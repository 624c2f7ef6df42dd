//! Shared transaction types
//!
//! Hashes, receipts as delivered by a provider, and the trimmed receipt
//! projection kept in the store.

use crate::error::SerializedError;
use serde::{Deserialize, Serialize};
use std::collections::BTreeMap;
use std::fmt;
use std::sync::Arc;

/// Transaction hash as reported by the provider
#[derive(Debug, Clone, Default, PartialEq, Eq, Hash, PartialOrd, Ord, Serialize, Deserialize)]
#[serde(transparent)]
pub struct TxHash(String);

impl TxHash {
    /// Create a hash from its string form
    pub fn new(hash: impl Into<String>) -> Self {
        Self(hash.into())
    }

    /// Borrow the hash string
    pub fn as_str(&self) -> &str {
        &self.0
    }
}

impl fmt::Display for TxHash {
    fn fmt(&self, f: &mut fmt::Formatter<'_>) -> fmt::Result {
        f.write_str(&self.0)
    }
}

impl From<&str> for TxHash {
    fn from(hash: &str) -> Self {
        Self(hash.to_string())
    }
}

impl From<String> for TxHash {
    fn from(hash: String) -> Self {
        Self(hash)
    }
}

/// One decoded event log inside a provider receipt
#[derive(Debug, Clone, Default, PartialEq, Serialize, Deserialize)]
#[serde(rename_all = "camelCase")]
pub struct EventLog {
    /// Emitting contract
    #[serde(default)]
    pub address: Option<String>,

    /// Decoded arguments, keyed both by position (`"0"`, `"1"`) and by name
    #[serde(default)]
    pub return_values: BTreeMap<String, serde_json::Value>,
}

/// Receipt as delivered by the provider
#[derive(Debug, Clone, Default, PartialEq, Serialize, Deserialize)]
#[serde(rename_all = "camelCase")]
pub struct ProviderReceipt {
    pub transaction_hash: TxHash,
    pub from: String,
    #[serde(default)]
    pub to: Option<String>,
    pub transaction_index: u64,
    pub block_hash: String,
    pub block_number: u64,
    #[serde(default)]
    pub gas_used: Option<u64>,
    #[serde(default)]
    pub status: Option<bool>,
    #[serde(default)]
    pub events: BTreeMap<String, EventLog>,
}

/// Receipt projection kept in the store
#[derive(Debug, Clone, Default, PartialEq, Serialize, Deserialize)]
#[serde(rename_all = "camelCase")]
pub struct TxReceipt {
    pub from: String,
    #[serde(default)]
    pub to: Option<String>,
    pub transaction_index: u64,
    pub block_hash: String,
    pub block_number: u64,
    /// Event name -> named (non-positional) return values
    #[serde(default)]
    pub events: BTreeMap<String, BTreeMap<String, serde_json::Value>>,
}

impl From<&ProviderReceipt> for TxReceipt {
    fn from(receipt: &ProviderReceipt) -> Self {
        let events = receipt
            .events
            .iter()
            .map(|(name, log)| {
                let named = log
                    .return_values
                    .iter()
                    .filter(|(key, _)| key.parse::<u64>().is_err())
                    .map(|(key, value)| (key.clone(), value.clone()))
                    .collect();
                (name.clone(), named)
            })
            .collect();

        Self {
            from: receipt.from.clone(),
            to: receipt.to.clone(),
            transaction_index: receipt.transaction_index,
            block_hash: receipt.block_hash.clone(),
            block_number: receipt.block_number,
            events,
        }
    }
}

/// Error reported by a transaction handle
#[derive(Debug, Clone)]
pub struct ProviderError {
    /// Error kind reported by the provider
    pub name: String,

    /// Error message
    pub message: String,

    /// Provider specific code (e.g. 4001 for a user rejection)
    pub code: Option<i64>,

    /// Plain JSON payload
    pub data: Option<serde_json::Value>,

    /// Receipt of a mined but reverted transaction
    pub receipt: Option<ProviderReceipt>,

    /// Underlying error object, never persisted
    pub source: Option<Arc<dyn std::error::Error + Send + Sync>>,
}

impl ProviderError {
    /// Create a provider error with the generic `Error` name
    pub fn new(message: impl Into<String>) -> Self {
        Self {
            name: "Error".to_string(),
            message: message.into(),
            code: None,
            data: None,
            receipt: None,
            source: None,
        }
    }

    pub fn with_name(mut self, name: impl Into<String>) -> Self {
        self.name = name.into();
        self
    }

    pub fn with_code(mut self, code: i64) -> Self {
        self.code = Some(code);
        self
    }

    pub fn with_receipt(mut self, receipt: ProviderReceipt) -> Self {
        self.receipt = Some(receipt);
        self
    }

    pub fn with_source(mut self, source: Arc<dyn std::error::Error + Send + Sync>) -> Self {
        self.source = Some(source);
        self
    }

    /// Strip everything that cannot be persisted
    pub fn to_serialized(&self) -> SerializedError {
        let mut message = self.message.clone();
        if let Some(source) = &self.source {
            let cause = SerializedError::from_error(self.name.clone(), source.as_ref());
            message.push_str(": ");
            message.push_str(&cause.message);
        }
        SerializedError {
            name: self.name.clone(),
            message,
            code: self.code,
            data: self.data.clone(),
        }
    }
}

/// Notification pushed by a transaction handle to each of its subscribers
#[derive(Debug, Clone)]
pub enum ProviderEvent {
    /// The transaction hash became known
    TransactionHash(TxHash),

    /// The transaction was included in a block
    Receipt(ProviderReceipt),

    /// A further block was built on top of the containing block
    Confirmation {
        number: u64,
        receipt: ProviderReceipt,
    },

    /// The handle stopped tracking the transaction
    Completed,

    /// The transaction failed
    Error(ProviderError),
}

/// How long `register_tx` waits before resolving
#[derive(Debug, Clone, Copy, PartialEq, Eq, Default)]
pub enum Wait {
    /// Resolve as soon as the hash is known
    #[default]
    Hash,

    /// Resolve once the given number of confirmations is reached (0 = first receipt)
    Confirmations(u64),
}

impl Wait {
    /// Confirmation count needed to resolve, if any
    pub fn threshold(&self) -> Option<u64> {
        match self {
            Wait::Hash => None,
            Wait::Confirmations(n) => Some(*n),
        }
    }
}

——————————

**YOUR INSTRUCTIONS:**
All lines of the records above that carry the word "delivered" should be listed.

**RESULT FOR THIS TASK:**
//! Hashes, receipts as delivered by a provider, and the trimmed receipt
/// Receipt as delivered by the provider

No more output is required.